If a cell is having all of its metabolic needs met by a combination of FFAs and "insulin facilitation free" glucose ingress then the 0.3mM ROS signal to resist insulin could easily be exceeded. Insulin resistance will become profound.

Let's imagine the level gets up to the equivalent of 1.0mM H2O2 in cell culture. This will fully resist insulin's action but fail to limit the caloric ingress, because this is happening independent of insulin facilitation.

ROS generation will be marked and profoundly damaging.






















At this stage the nature of the fatty acids generating elevated base load ROS is immaterial. In fact saturated fats, with their optimal reverse electron transfer abilities, will be *worse* than PUFA in augmenting ROS generation. The downstream problems of ROS damage (4-HNE and its related compounds) will obviously be worse in an high PUFA environment which will be present because the primary pathology (adipocyte distention) is only possible in an high PUFA environment (pax fully hydrogenated coconut oil or butter induced obesity, which are real and different).

In to this soup of problems let's drop enough NAC to drop ROS levels by ~1.0mM of H2O2 equivalents, indiscriminately:






















There may still be 1.0mM of H2O2 equivalent of ROS being produced, but they disappear in to the NAC sump.

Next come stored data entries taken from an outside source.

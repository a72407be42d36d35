//! Type-erased component storage.

use crate::component::Component;
use crate::context::UpdateContext;
use crate::entity::Entity;
use crate::sparse_set::SparseSet;
use std::any::Any;

/// Capability interface the registry talks to without naming the concrete
/// component type it stores.
pub trait Storage: Any + Send + Sync {
    fn as_any(&self) -> &dyn Any;
    fn as_any_mut(&mut self) -> &mut dyn Any;

    fn contains(&self, entity: Entity) -> bool;
    fn len(&self) -> usize;
    fn is_empty(&self) -> bool {
        self.len() == 0
    }
    fn dense_ids(&self) -> &[Entity];
    fn destroy(&mut self, entity: Entity);
    fn type_name(&self) -> &'static str;
    fn debug_entry(&self, entity: Entity) -> Option<String>;

    fn start(&mut self);
    fn update(&mut self, ctx: &mut UpdateContext);
    fn on_collision_enter(&mut self, owner: Entity, other: Entity);
    fn on_collision_exit(&mut self, owner: Entity, other: Entity);
    fn on_trigger_enter(&mut self, owner: Entity, other: Entity);
    fn on_trigger_exit(&mut self, owner: Entity, other: Entity);
}

/// Concrete storage for one component type. Wraps a `SparseSet<Entity, T>`
/// and dispatches lifecycle hooks over its elements; collision/trigger
/// hooks target only the owning entity's value rather than every stored
/// component.
pub struct Container<T> {
    set: SparseSet<Entity, T>,
}

impl<T> Container<T> {
    pub fn new() -> Self {
        Self { set: SparseSet::new() }
    }

    pub fn emplace(&mut self, entity: Entity, value: T) -> &mut T {
        self.set.emplace(entity, value)
    }

    pub fn get(&self, entity: Entity) -> &T {
        self.set
            .get(entity)
            .expect("get: entity has no such component")
    }

    pub fn get_mut(&mut self, entity: Entity) -> &mut T {
        self.set
            .get_mut(entity)
            .expect("get: entity has no such component")
    }

    pub fn try_get(&self, entity: Entity) -> Option<&T> {
        self.set.get(entity)
    }

    pub fn try_get_mut(&mut self, entity: Entity) -> Option<&mut T> {
        self.set.get_mut(entity)
    }

    pub fn contains(&self, entity: Entity) -> bool {
        self.set.contains(entity)
    }

    pub fn remove(&mut self, entity: Entity) {
        self.set.remove(entity);
    }

    pub fn len(&self) -> usize {
        self.set.len()
    }

    pub fn is_empty(&self) -> bool {
        self.set.is_empty()
    }

    pub fn dense_ids(&self) -> &[Entity] {
        self.set.dense_ids()
    }

    pub fn entity_of(&self, value: &T) -> Entity {
        self.set.key_of(value)
    }
}

impl<T> Default for Container<T> {
    fn default() -> Self {
        Self::new()
    }
}

impl<T: Component> Storage for Container<T> {
    fn as_any(&self) -> &dyn Any {
        self
    }

    fn as_any_mut(&mut self) -> &mut dyn Any {
        self
    }

    fn contains(&self, entity: Entity) -> bool {
        Container::contains(self, entity)
    }

    fn len(&self) -> usize {
        Container::len(self)
    }

    fn dense_ids(&self) -> &[Entity] {
        Container::dense_ids(self)
    }

    fn destroy(&mut self, entity: Entity) {
        if self.set.contains(entity) {
            self.set.remove(entity);
        }
    }

    fn type_name(&self) -> &'static str {
        std::any::type_name::<T>()
    }

    fn debug_entry(&self, entity: Entity) -> Option<String> {
        self.set.get(entity).map(|v| format!("{:?}", v))
    }

    fn start(&mut self) {
        for value in self.set.values_mut() {
            value.start();
        }
    }

    fn update(&mut self, ctx: &mut UpdateContext) {
        for value in self.set.values_mut() {
            value.update(ctx);
        }
    }

    fn on_collision_enter(&mut self, owner: Entity, other: Entity) {
        if let Some(value) = self.set.get_mut(owner) {
            value.on_collision_enter(other);
        }
    }

    fn on_collision_exit(&mut self, owner: Entity, other: Entity) {
        if let Some(value) = self.set.get_mut(owner) {
            value.on_collision_exit(other);
        }
    }

    fn on_trigger_enter(&mut self, owner: Entity, other: Entity) {
        if let Some(value) = self.set.get_mut(owner) {
            value.on_trigger_enter(other);
        }
    }

    fn on_trigger_exit(&mut self, owner: Entity, other: Entity) {
        if let Some(value) = self.set.get_mut(owner) {
            value.on_trigger_exit(other);
        }
    }
}
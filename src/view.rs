//! View / each-iterator: intersects several component storages, minus any
//! excluded ones, driven by whichever included storage is currently
//! smallest.

use crate::component::Component;
use crate::entity::Entity;
use crate::registry::Registry;
use std::marker::PhantomData;

/// Implemented for tuples of 1-8 component types. Generated by
/// `impl_view_tuple!` below, mirroring the arity-by-arity tuple trait
/// pattern used throughout this crate's query machinery.
pub trait ViewTuple<'r> {
    type Output;

    /// Creates empty storages for every named type that has never been used.
    fn ensure_storages(registry: &mut Registry);

    /// The dense id slice of whichever included storage is currently
    /// smallest - the axis the view iterates.
    fn driver_ids(registry: &'r Registry) -> &'r [Entity];

    fn contains_all(registry: &Registry, entity: Entity) -> bool;

    fn fetch(registry: &'r Registry, entity: Entity) -> Self::Output;
}

/// Implemented for the exclusion type list. `()` means "nothing excluded".
pub trait ExcludeTuple {
    fn ensure_storages(registry: &mut Registry);
    fn contains_any(registry: &Registry, entity: Entity) -> bool;
}

impl ExcludeTuple for () {
    fn ensure_storages(_registry: &mut Registry) {}

    fn contains_any(_registry: &Registry, _entity: Entity) -> bool {
        false
    }
}

macro_rules! impl_view_tuple {
    ($first:ident $(, $rest:ident)*) => {
        impl<'r, $first: Component, $($rest: Component),*> ViewTuple<'r> for ($first, $($rest,)*) {
            type Output = (Entity, &'r $first, $(&'r $rest),*);

            fn ensure_storages(registry: &mut Registry) {
                registry.ensure_storage::<$first>();
                $(registry.ensure_storage::<$rest>();)*
            }

            fn driver_ids(registry: &'r Registry) -> &'r [Entity] {
                let mut best_len = registry.storage_len::<$first>();
                let mut best = registry.storage_dense_ids::<$first>();

                $(
                    let len = registry.storage_len::<$rest>();
                    if len < best_len {
                        best_len = len;
                        best = registry.storage_dense_ids::<$rest>();
                    }
                )*

                best
            }

            fn contains_all(registry: &Registry, entity: Entity) -> bool {
                registry.contains::<$first>(entity) $(&& registry.contains::<$rest>(entity))*
            }

            fn fetch(registry: &'r Registry, entity: Entity) -> Self::Output {
                (
                    entity,
                    registry
                        .try_get::<$first>(entity)
                        .expect("view: entity unexpectedly missing component during fetch"),
                    $(registry
                        .try_get::<$rest>(entity)
                        .expect("view: entity unexpectedly missing component during fetch")),*
                )
            }
        }

        impl<$first: Component, $($rest: Component),*> ExcludeTuple for ($first, $($rest,)*) {
            fn ensure_storages(registry: &mut Registry) {
                registry.ensure_storage::<$first>();
                $(registry.ensure_storage::<$rest>();)*
            }

            fn contains_any(registry: &Registry, entity: Entity) -> bool {
                registry.contains::<$first>(entity) $(|| registry.contains::<$rest>(entity))*
            }
        }
    };
}

impl_view_tuple!(A);
impl_view_tuple!(A, B);
impl_view_tuple!(A, B, C);
impl_view_tuple!(A, B, C, D);
impl_view_tuple!(A, B, C, D, E);
impl_view_tuple!(A, B, C, D, E, F);
impl_view_tuple!(A, B, C, D, E, F, G);
impl_view_tuple!(A, B, C, D, E, F, G, H);

/// Lazy intersection of the component types in `T`, minus any in `E`.
pub struct View<'r, T, E = ()> {
    registry: &'r Registry,
    _marker: PhantomData<(T, E)>,
}

impl<'r, T, E> View<'r, T, E>
where
    T: ViewTuple<'r>,
    E: ExcludeTuple,
{
    pub(crate) fn new(registry: &'r Registry) -> Self {
        Self {
            registry,
            _marker: PhantomData,
        }
    }

    /// Iterates matching entity ids.
    pub fn iter(&self) -> ViewIter<'r, T, E> {
        ViewIter {
            registry: self.registry,
            ids: T::driver_ids(self.registry).iter(),
            _marker: PhantomData,
        }
    }

    /// Iterates `(entity, &T1, .., &Tn)` tuples, fetching each component
    /// fresh from its storage on every step.
    pub fn each(&self) -> EachIter<'r, T, E> {
        EachIter { inner: self.iter() }
    }
}

impl<'r, T, E> IntoIterator for View<'r, T, E>
where
    T: ViewTuple<'r>,
    E: ExcludeTuple,
{
    type Item = Entity;
    type IntoIter = ViewIter<'r, T, E>;

    fn into_iter(self) -> Self::IntoIter {
        ViewIter {
            registry: self.registry,
            ids: T::driver_ids(self.registry).iter(),
            _marker: PhantomData,
        }
    }
}

pub struct ViewIter<'r, T, E> {
    registry: &'r Registry,
    ids: std::slice::Iter<'r, Entity>,
    _marker: PhantomData<(T, E)>,
}

impl<'r, T, E> Iterator for ViewIter<'r, T, E>
where
    T: ViewTuple<'r>,
    E: ExcludeTuple,
{
    type Item = Entity;

    fn next(&mut self) -> Option<Entity> {
        for &id in self.ids.by_ref() {
            if T::contains_all(self.registry, id) && !E::contains_any(self.registry, id) {
                return Some(id);
            }
        }
        None
    }
}

pub struct EachIter<'r, T: ViewTuple<'r>, E> {
    inner: ViewIter<'r, T, E>,
}

impl<'r, T, E> Iterator for EachIter<'r, T, E>
where
    T: ViewTuple<'r>,
    E: ExcludeTuple,
{
    type Item = T::Output;

    fn next(&mut self) -> Option<T::Output> {
        let id = self.inner.next()?;
        Some(T::fetch(self.inner.registry, id))
    }
}

#[cfg(test)]
mod tests {
    use crate::{Component, Registry};

    #[derive(Debug)]
    struct A(i32);
    impl Component for A {}
    #[derive(Debug)]
    struct B(i32);
    impl Component for B {}
    #[derive(Debug)]
    struct X;
    impl Component for X {}

    #[test]
    fn single_type_view_iterates_dense_order() {
        let mut registry = Registry::new();
        let mut evens = Vec::new();
        for i in 0..100 {
            let e = registry.create();
            if i % 2 == 0 {
                registry.emplace(e, A(i));
                evens.push(e);
            }
        }

        let seen: Vec<_> = registry.view::<(A,)>().iter().collect();
        assert_eq!(seen, evens);
    }

    #[test]
    fn two_type_intersection() {
        let mut registry = Registry::new();
        let entities: Vec<_> = (0..10).map(|_| registry.create()).collect();
        for &e in &entities[0..6] {
            registry.emplace(e, A(0));
        }
        for &e in &entities[3..9] {
            registry.emplace(e, B(0));
        }

        let mut seen: Vec<_> = registry.view::<(A, B)>().iter().map(|e| e.id()).collect();
        seen.sort();
        assert_eq!(seen, vec![3, 4, 5]);
    }

    #[test]
    fn exclusion_removes_matches() {
        let mut registry = Registry::new();
        let entities: Vec<_> = (0..10).map(|_| registry.create()).collect();
        for &e in &entities[0..6] {
            registry.emplace(e, A(0));
        }
        for &e in &entities[3..9] {
            registry.emplace(e, B(0));
        }
        registry.emplace(entities[4], X);

        let mut seen: Vec<_> = registry
            .view_with_exclude::<(A, B), (X,)>()
            .iter()
            .map(|e| e.id())
            .collect();
        seen.sort();
        assert_eq!(seen, vec![3, 5]);
    }

    #[test]
    fn each_fetches_matching_components() {
        let mut registry = Registry::new();
        let e1 = registry.create();
        registry.emplace(e1, A(1));
        registry.emplace(e1, B(2));
        let e2 = registry.create();
        registry.emplace(e2, A(3));

        let mut total = 0;
        for (_, a, b) in registry.view::<(A, B)>().each() {
            total += a.0 + b.0;
        }
        assert_eq!(total, 3);
    }

    #[test]
    fn view_over_unused_type_is_empty() {
        let mut registry = Registry::new();
        registry.create();
        assert_eq!(registry.view::<(A,)>().iter().count(), 0);
    }
}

Suddenly we are working to the left of the peak of insulin's action and, lo and behold, we have restored insulin sensitivity and everything looks much better. Bear in mind that it's not!

So. Can NAC "cure" your diabetes?

Of course. And not.

Can it "cause" diabetes, if you are currently metabolically healthy?

Of course. And not.

It's all quite straight forward, given the Protons perspective.